Lidcombe Programının Temel Sayıltıları • Eğlenceli olmalı • Kekelenen konuşmayı elemeli • Akıcı konuşmaya odaklanılmalı • Başarı- sonuç için bilimsel göstergeleri olmalı • Kuramsal bir temeli olmalıdır.
Lidcombe’da; • Terapi süresince; çocuk akıcı konuşmaya özendirilmelidir. • Eğlenceli ve bol konuşacağı, akıcı konuşma ortamları yaratılmalıdır. • Bu etkinliklerin sonunda da; soyut ya da somut ödüller verilmelidir. • Terapide düzeltme ve ödüllendirme uygun zamanlarda olmalıdır.
Terapi sırasında vaatlerde bulunulmalıdır. Çocuğun günlük hayatına yönelik küçük, basit şeyler vaat edilmelidir. (Sevdiği programı izleme, sevdiği yemeği yapma, birlikte sinemaya gitme…)
Entegre Bakış Açısı (Integration of Approaches) • Bazı klinisyenler tek yöntemin kullanılmasına inanırken, diğerleri tüm bakış açılarının birleştirilmesinden yanadır. Hastanın durumuna uygun seçeneği belirlemek klinisyenin işidir. Kişi için neyin daha uygun olacağı tartışılıp gerekirse tek teknik gerekirse entegre terapi teknikleri uygulanabilir. Bu yaklaşımın temsilcileri: Hugo Gregory, Diane Hill, June Campbell, C. Woodruff Starkweather, Meryl Wall ve Florence Myers’dır.
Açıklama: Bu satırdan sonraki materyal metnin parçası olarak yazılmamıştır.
//! The query descriptor.

use std::collections::BTreeMap;
use std::fmt;
use std::marker::PhantomData;
use std::sync::Arc;

use futures::TryStreamExt;
use futures::stream::BoxStream;
use serde_json::Value as JsonValue;
use tracing::debug;

use crate::core::QueryProvider;
use crate::error::{QueryResult, ValidationError};
use crate::expr::{Expr, Param, Predicate};
use crate::metadata::{Entity, EntityMetadata};
use crate::types::{PaginatedRequest, PaginatedResponse};

use super::context::QueryContext;

/// An immutable description of a query over `E`.
///
/// Every operation returns a new descriptor and leaves the receiver
/// untouched, so a descriptor can serve as the shared base of several
/// chains. A failed operation returns an error and produces nothing.
pub struct Queryable<E> {
    context: Arc<QueryContext>,
    metadata: Arc<EntityMetadata>,
    filter: Option<String>,
    order: Vec<String>,
    select: Vec<String>,
    skip: i64,
    take: Option<i64>,
    extras: BTreeMap<String, JsonValue>,
    _entity: PhantomData<fn() -> E>,
}

impl<E> Clone for Queryable<E> {
    fn clone(&self) -> Self {
        Self {
            context: self.context.clone(),
            metadata: self.metadata.clone(),
            filter: self.filter.clone(),
            order: self.order.clone(),
            select: self.select.clone(),
            skip: self.skip,
            take: self.take,
            extras: self.extras.clone(),
            _entity: PhantomData,
        }
    }
}

impl<E> fmt::Debug for Queryable<E> {
    fn fmt(&self, f: &mut fmt::Formatter<'_>) -> fmt::Result {
        f.debug_struct("Queryable")
            .field("entity", &self.metadata.entity_name())
            .field("filter", &self.filter)
            .field("order", &self.order)
            .field("select", &self.select)
            .field("skip", &self.skip)
            .field("take", &self.take)
            .field("extras", &self.extras)
            .finish()
    }
}

impl<E: Entity> Queryable<E> {
    pub(crate) fn new(context: Arc<QueryContext>, metadata: Arc<EntityMetadata>) -> Self {
        Self {
            context,
            metadata,
            filter: None,
            order: Vec::new(),
            select: Vec::new(),
            skip: 0,
            take: None,
            extras: BTreeMap::new(),
            _entity: PhantomData,
        }
    }

    /// Adds a filter clause, AND-combined with any existing filter.
    pub fn filter(&self, predicate: &Predicate) -> QueryResult<Self> {
        let clause = self
            .context
            .compiler()
            .compile(&self.metadata, predicate)?;

        let mut next = self.clone();
        next.filter = Some(match &self.filter {
            Some(existing) => format!("{} and ({})", existing, clause),
            None => format!("({})", clause),
        });
        debug!(
            entity = self.metadata.entity_name(),
            clause = %clause,
            "Added filter clause"
        );
        Ok(next)
    }

    /// Builds a predicate over the entity and adds it as a filter clause.
    ///
    /// The entity parameter handed to `build` is fresh, so quantifier
    /// elements the caller creates never alias it, whatever their names.
    pub fn filter_by(&self, build: impl FnOnce(&Param) -> Expr) -> QueryResult<Self> {
        self.filter(&Predicate::build("e", build))
    }

    /// Appends an ascending sort key.
    pub fn order_by(&self, field: &str) -> Self {
        let mut next = self.clone();
        next.order.push(self.metadata.wire_name(field));
        next
    }

    /// Appends a descending sort key.
    pub fn order_by_descending(&self, field: &str) -> Self {
        let mut next = self.clone();
        next.order
            .push(format!("{} desc", self.metadata.wire_name(field)));
        next
    }

    /// Appends sort keys already expressed in wire syntax.
    pub fn order_by_names<I, S>(&self, names: I) -> Self
    where
        I: IntoIterator<Item = S>,
        S: Into<String>,
    {
        let mut next = self.clone();
        next.order.extend(names.into_iter().map(Into::into));
        next
    }

    /// Appends fields to the projection.
    pub fn select<I, S>(&self, fields: I) -> Self
    where
        I: IntoIterator<Item = S>,
        S: AsRef<str>,
    {
        let mut next = self.clone();
        next.select.extend(
            fields
                .into_iter()
                .map(|field| self.metadata.wire_name(field.as_ref())),
        );
        next
    }

    /// Sets how many items to skip.
    pub fn skip(&self, count: i64) -> QueryResult<Self> {
        if count < 0 {
            return Err(ValidationError::InvalidArgument {
                argument: "skip",
                message: format!("must not be negative, got {}", count),
            }
            .into());
        }
        let mut next = self.clone();
        next.skip = count;
        Ok(next)
    }

    /// Sets how many items to return.
    pub fn take(&self, count: i64) -> QueryResult<Self> {
        if count < 0 {
            return Err(ValidationError::InvalidArgument {
                argument: "take",
                message: format!("must not be negative, got {}", count),
            }
            .into());
        }
        let mut next = self.clone();
        next.take = Some(count);
        Ok(next)
    }

    /// Sets a provider-specific option.
    pub fn with_extra(&self, key: impl Into<String>, value: JsonValue) -> Self {
        let mut next = self.clone();
        next.extras.insert(key.into(), value);
        next
    }

    /// Returns the compiled filter, if any clause was added.
    pub fn filter_string(&self) -> Option<&str> {
        self.filter.as_deref()
    }

    /// Returns the sort keys in application order.
    pub fn order(&self) -> &[String] {
        &self.order
    }

    /// Returns the projected fields.
    pub fn selected(&self) -> &[String] {
        &self.select
    }

    /// Returns the number of items to skip.
    pub fn skip_value(&self) -> i64 {
        self.skip
    }

    /// Returns the number of items to return, or `None` for all.
    pub fn take_value(&self) -> Option<i64> {
        self.take
    }

    /// Returns the provider-specific options.
    pub fn extras(&self) -> &BTreeMap<String, JsonValue> {
        &self.extras
    }

    /// Returns the entity metadata.
    pub fn metadata(&self) -> &EntityMetadata {
        &self.metadata
    }

    /// Returns the context this descriptor was created from.
    pub fn context(&self) -> &Arc<QueryContext> {
        &self.context
    }

    /// Returns a copy with the window replaced. Both bounds are trusted.
    pub(crate) fn window(&self, skip: i64, take: Option<i64>) -> Self {
        let mut next = self.clone();
        next.skip = skip;
        next.take = take;
        next
    }

    /// Executes the query for at most one item.
    pub async fn first_or_default<P>(&self, provider: &P) -> QueryResult<Option<E>>
    where
        P: QueryProvider<E> + ?Sized,
    {
        let page = provider
            .execute_query(&self.window(self.skip, Some(1)))
            .await?;
        Ok(page.items.into_iter().next())
    }

    /// Streams every matching item into a vector.
    pub async fn to_list<P>(&self, provider: &P) -> QueryResult<Vec<E>>
    where
        P: QueryProvider<E> + ?Sized,
    {
        provider.stream_query(self).try_collect().await
    }

    /// Executes the window described by `request`.
    ///
    /// The request's skip and take replace the descriptor's.
    pub async fn to_page<P>(
        &self,
        provider: &P,
        request: &PaginatedRequest,
    ) -> QueryResult<PaginatedResponse<E>>
    where
        P: QueryProvider<E> + ?Sized,
    {
        request.validate()?;
        let page = provider
            .execute_query(&self.window(request.skip, Some(request.take)))
            .await?;
        Ok(PaginatedResponse::from_page(request, page))
    }

    /// Executes the first window, sized by the context's default page size.
    pub async fn to_first_page<P>(&self, provider: &P) -> QueryResult<PaginatedResponse<E>>
    where
        P: QueryProvider<E> + ?Sized,
    {
        let request = self.context.settings().first_page();
        self.to_page(provider, &request).await
    }

    /// Streams every matching item.
    pub fn stream<'a, P>(&'a self, provider: &'a P) -> BoxStream<'a, QueryResult<E>>
    where
        P: QueryProvider<E> + ?Sized,
    {
        provider.stream_query(self)
    }
}

#[cfg(test)]
mod tests {
    use super::*;
    use crate::compiler::FilterCompiler;
    use crate::metadata::FieldMetadata;

    struct Person;

    impl Entity for Person {
        fn metadata() -> EntityMetadata {
            EntityMetadata::new("Person")
                .with_field(FieldMetadata::new("Age").renamed("age"))
                .with_field(FieldMetadata::new("Name").renamed("name"))
        }
    }

    fn base() -> Queryable<Person> {
        Arc::new(QueryContext::new(FilterCompiler::odata())).query::<Person>()
    }

    #[test]
    fn test_filters_accumulate_with_and() {
        let q = base()
            .filter_by(|p| p.field("Age").gt(1))
            .unwrap()
            .filter_by(|p| p.field("Name").eq("x"))
            .unwrap();
        assert_eq!(q.filter_string(), Some("(age gt 1) and (name eq 'x')"));
    }

    #[test]
    fn test_operations_do_not_touch_receiver() {
        let q = base().order_by("Age");
        let before_order = q.order().to_vec();
        let derived = q.order_by_descending("Name").select(["Name"]);
        assert_eq!(q.order(), before_order.as_slice());
        assert!(q.selected().is_empty());
        assert_eq!(derived.order(), ["age", "name desc"]);
        assert_eq!(derived.selected(), ["name"]);
    }

    #[test]
    fn test_failed_filter_leaves_no_trace() {
        let q = base().filter_by(|p| p.field("Age").ge(18)).unwrap();
        let err = q.filter_by(|p| p.field("Age").eq(p.field("Name")));
        assert!(err.is_err());
        assert_eq!(q.filter_string(), Some("(age ge 18)"));
    }

    #[test]
    fn test_negative_window_rejected() {
        assert!(matches!(
            base().skip(-1),
            Err(crate::error::QueryError::Validation(
                ValidationError::InvalidArgument { argument: "skip", .. }
            ))
        ));
        assert!(matches!(
            base().take(-1),
            Err(crate::error::QueryError::Validation(
                ValidationError::InvalidArgument { argument: "take", .. }
            ))
        ));
        let q = base().skip(5).unwrap().take(0).unwrap();
        assert_eq!(q.skip_value(), 5);
        assert_eq!(q.take_value(), Some(0));
    }

    #[test]
    fn test_extras_and_raw_order() {
        let q = base()
            .with_extra("searchMode", serde_json::json!("all"))
            .order_by_names(["search.score() desc"]);
        assert_eq!(q.extras().get("searchMode"), Some(&serde_json::json!("all")));
        assert_eq!(q.order(), ["search.score() desc"]);
    }
}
Terapi Sırasında Terapist Tutumu Nasıl Olmalıdır? 1- Yavaş ve sakin bir tavırla yaklaşılmalıdır. 2- Konuşmadaki sorunlar oyunsal içerikle açıklanmalıdır. Çocuğa da bunları bulma ve ayırt etme becerisi kazandırılmalıdır. 3- Çocuğun yaşına uygun oyunlar sürekli kullanılarak kekemelik davranışıyla eşleştirilerek kekemeliğe karşı duygusal tepkileri değiştirilmeli ve azaltılmalıdır.